**** GIVEN DATA ****
//! Voice platform glue.
//!
//! The session controller never talks to a concrete provider; it sees one
//! capability surface: start a call with a persona setup, receive transcript
//! events, stop the call. Provider SDK specifics live behind
//! [`VoiceConnector`]/[`VoiceSession`] adapters. This module also carries the
//! REST client used to provision the hosted agent and its workflow graph.

pub mod agent;
pub mod elevenlabs;
pub mod types;
pub mod vapi;

pub use agent::{prosecutor_agent_request, prosecutor_conversation_config, AgentMetadata};
pub use elevenlabs::ElevenLabsClient;
pub use types::{
    AgentConfig, AgentPrompt, AsrConfig, ConversationConfig, CreateAgentRequest,
    CreateAgentResponse, SignedUrlResponse, TtsConfig, VoiceSettings,
};
pub use vapi::{prosecutor_assistant, VapiAssistant};

use std::collections::HashMap;
use std::sync::Arc;

use async_trait::async_trait;
use tokio::sync::mpsc;

use crate::error::ProviderResult;
use crate::session::Speaker;

/// Everything needed to start one call.
#[derive(Debug, Clone)]
pub struct CallSetup {
    /// Short-lived signed websocket URL for the hosted agent.
    pub signed_url: String,
    /// Flat token -> value map for the platform's own template engine.
    pub dynamic_variables: HashMap<String, String>,
}

/// Events delivered by a live call, in platform order.
#[derive(Debug, Clone, PartialEq, Eq)]
pub enum VoiceEvent {
    /// The call connected.
    Connected,
    /// The platform hung up or the connection dropped.
    Disconnected,
    /// One transcript turn.
    Message { speaker: Speaker, text: String },
    /// Presentation-only speaking indicator; not recorded.
    ModeChange { speaking: bool },
    /// Recoverable platform error.
    Error { message: String },
}

/// Handle to a live call.
#[async_trait]
pub trait VoiceSession: Send + Sync {
    /// Request platform-side teardown of the call.
    async fn end(&self) -> ProviderResult<()>;
}

/// Starts calls on a concrete voice platform.
#[async_trait]
pub trait VoiceConnector: Send + Sync {
    /// Start a call, delivering its events into `events` until disconnect.
    async fn connect(
        &self,
        setup: CallSetup,
        events: mpsc::Sender<VoiceEvent>,
    ) -> ProviderResult<Arc<dyn VoiceSession>>;
}
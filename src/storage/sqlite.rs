use std::str::FromStr;

use async_trait::async_trait;
use sqlx::migrate::Migrator;
use sqlx::sqlite::{SqliteConnectOptions, SqlitePool, SqlitePoolOptions};
use tracing::info;

use super::{HistoryStore, SessionRecord};
use crate::config::DatabaseConfig;
use crate::error::{StorageError, StorageResult};
use crate::scenario::ScenarioType;

/// Static migrator that embeds migrations at compile time
static MIGRATOR: Migrator = sqlx::migrate!("./migrations");

/// SQLite-backed history store
#[derive(Clone)]
pub struct SqliteHistory {
    pool: SqlitePool,
}

impl SqliteHistory {
    /// Create a new SQLite history store
    pub async fn new(config: &DatabaseConfig) -> StorageResult<Self> {
        // Ensure parent directory exists
        if let Some(parent) = config.path.parent() {
            std::fs::create_dir_all(parent).map_err(|e| StorageError::Connection {
                message: format!("Failed to create database directory: {}", e),
            })?;
        }

        let database_url = format!("sqlite://{}?mode=rwc", config.path.display());

        let options = SqliteConnectOptions::from_str(&database_url)
            .map_err(|e| StorageError::Connection {
                message: format!("Invalid database URL: {}", e),
            })?
            .create_if_missing(true);

        let pool = SqlitePoolOptions::new()
            .max_connections(config.max_connections)
            .connect_with(options)
            .await
            .map_err(|e| StorageError::Connection {
                message: format!("Failed to connect to database: {}", e),
            })?;

        let storage = Self { pool };
        storage.run_migrations().await?;

        Ok(storage)
    }

    /// Run database migrations using embedded sqlx migrations
    async fn run_migrations(&self) -> StorageResult<()> {
        info!("Running database migrations...");

        MIGRATOR
            .run(&self.pool)
            .await
            .map_err(|e| StorageError::Migration {
                message: format!("Failed to run migrations: {}", e),
            })?;

        info!("Database migrations completed successfully");
        Ok(())
    }

    /// Get the underlying pool for advanced queries
    pub fn pool(&self) -> &SqlitePool {
        &self.pool
    }
}

#[async_trait]
impl HistoryStore for SqliteHistory {
    async fn load(&self) -> StorageResult<Vec<SessionRecord>> {
        let rows: Vec<SessionRecordRow> = sqlx::query_as(
            r#"
            SELECT id, date, scenario_type, reached_stage, duration_seconds
            FROM session_history
            ORDER BY position ASC
            "#,
        )
        .fetch_all(&self.pool)
        .await?;

        rows.into_iter().map(SessionRecord::try_from).collect()
    }

    async fn save(&self, records: &[SessionRecord]) -> StorageResult<()> {
        let mut tx = self.pool.begin().await?;

        sqlx::query("DELETE FROM session_history")
            .execute(&mut *tx)
            .await?;

        for (position, record) in records.iter().enumerate() {
            sqlx::query(
                r#"
                INSERT INTO session_history (position, id, date, scenario_type, reached_stage, duration_seconds)
                VALUES (?, ?, ?, ?, ?, ?)
                "#,
            )
            .bind(position as i64)
            .bind(&record.id)
            .bind(record.date.to_rfc3339())
            .bind(record.scenario_type.as_str())
            .bind(i64::from(record.reached_stage))
            .bind(i64::from(record.duration_seconds))
            .execute(&mut *tx)
            .await?;
        }

        tx.commit().await?;
        Ok(())
    }
}

// Internal row type for SQLx mapping
#[derive(sqlx::FromRow)]
struct SessionRecordRow {
    id: String,
    date: String,
    scenario_type: String,
    reached_stage: i64,
    duration_seconds: i64,
}

impl TryFrom<SessionRecordRow> for SessionRecord {
    type Error = StorageError;

    fn try_from(row: SessionRecordRow) -> Result<Self, Self::Error> {
        use chrono::DateTime;

        let scenario_type =
            ScenarioType::from_str(&row.scenario_type).map_err(|e| StorageError::Query {
                message: format!("Corrupt scenario_type column: {}", e),
            })?;

        Ok(Self {
            id: row.id,
            date: DateTime::parse_from_rfc3339(&row.date)
                .map(|dt| dt.with_timezone(&chrono::Utc))
                .unwrap_or_else(|_| chrono::Utc::now()),
            scenario_type,
            reached_stage: u32::try_from(row.reached_stage).unwrap_or(0),
            duration_seconds: u32::try_from(row.duration_seconds).unwrap_or(0),
        })
    }
}
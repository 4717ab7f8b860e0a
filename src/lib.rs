//! # Vishing Trainer
//!
//! Core of a voice-phishing training simulator: a scripted scam-call scenario
//! is expressed as a declarative workflow graph with natural-language
//! transition predicates, executed turn-by-turn by a conversational-voice-AI
//! platform, while a session controller tracks the attempt and classifies its
//! outcome from an in-band termination tag.
//!
//! ## Features
//!
//! - **Scenario Workflow Graph**: declarative node/edge tables driving the
//!   persona through five escalating social-engineering stages with paired
//!   persuasion counter-stages and three classified endings
//! - **Termination Tag Protocol**: lenient detection / strict parsing of the
//!   `[END_SCENARIO:...]` marker the persona embeds in its own speech
//! - **Context Injection**: trainee profile fields substituted into persona
//!   prompts, with relationship-appropriate honorifics
//! - **Session Controller**: call lifecycle with an idempotent end latch
//!   reconciling tag, disconnect, hangup, and duration-cap triggers
//! - **Provider Glue**: ElevenLabs agent provisioning and Vapi transient
//!   assistants behind one `VoiceConnector`/`VoiceSession` surface
//!
//! ## Architecture
//!
//! ```text
//! Trainee ⇄ Voice Platform (executes ScenarioGraph) ⇄ LLM persona
//!                  ↓ events
//!           SessionController → SQLite (history)
//! ```
//!
//! ## Example
//!
//! ```ignore
//! use std::sync::Arc;
//! use vishing_trainer::{Config, SessionController};
//! use vishing_trainer::scenario::{ScenarioType, UserContext};
//! use vishing_trainer::storage::SqliteHistory;
//!
//! #[tokio::main]
//! async fn main() -> Result<(), Box<dyn std::error::Error>> {
//!     let config = Config::from_env()?;
//!     let history = Arc::new(SqliteHistory::new(&config.database).await?);
//!     let controller = SessionController::new(config.session.clone(), history);
//!     controller.prepare(ScenarioType::Prosecutor, UserContext::default())?;
//!     // controller.start_call(&connector, setup).await?;
//!     Ok(())
//! }
//! ```

#![warn(missing_docs)]

/// Configuration management for the trainer.
pub mod config;
/// Error types and result aliases for the application.
pub mod error;
/// Voice platform adapters and the agent provisioning client.
pub mod provider;
/// Scenario graphs, prompts, context injection, and the termination protocol.
pub mod scenario;
/// Training session lifecycle and the session controller.
pub mod session;
/// SQLite storage layer for the session history log.
pub mod storage;

pub use config::Config;
pub use error::{AppError, AppResult};
pub use session::SessionController;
****
**YOUR INSTRUCTIONS**
Where does the string "Debug" occur in the material? Copy every line where it does.

**ANSWER SECTION**
#[derive(Debug, Clone)]
#[derive(Debug, Clone, PartialEq, Eq)]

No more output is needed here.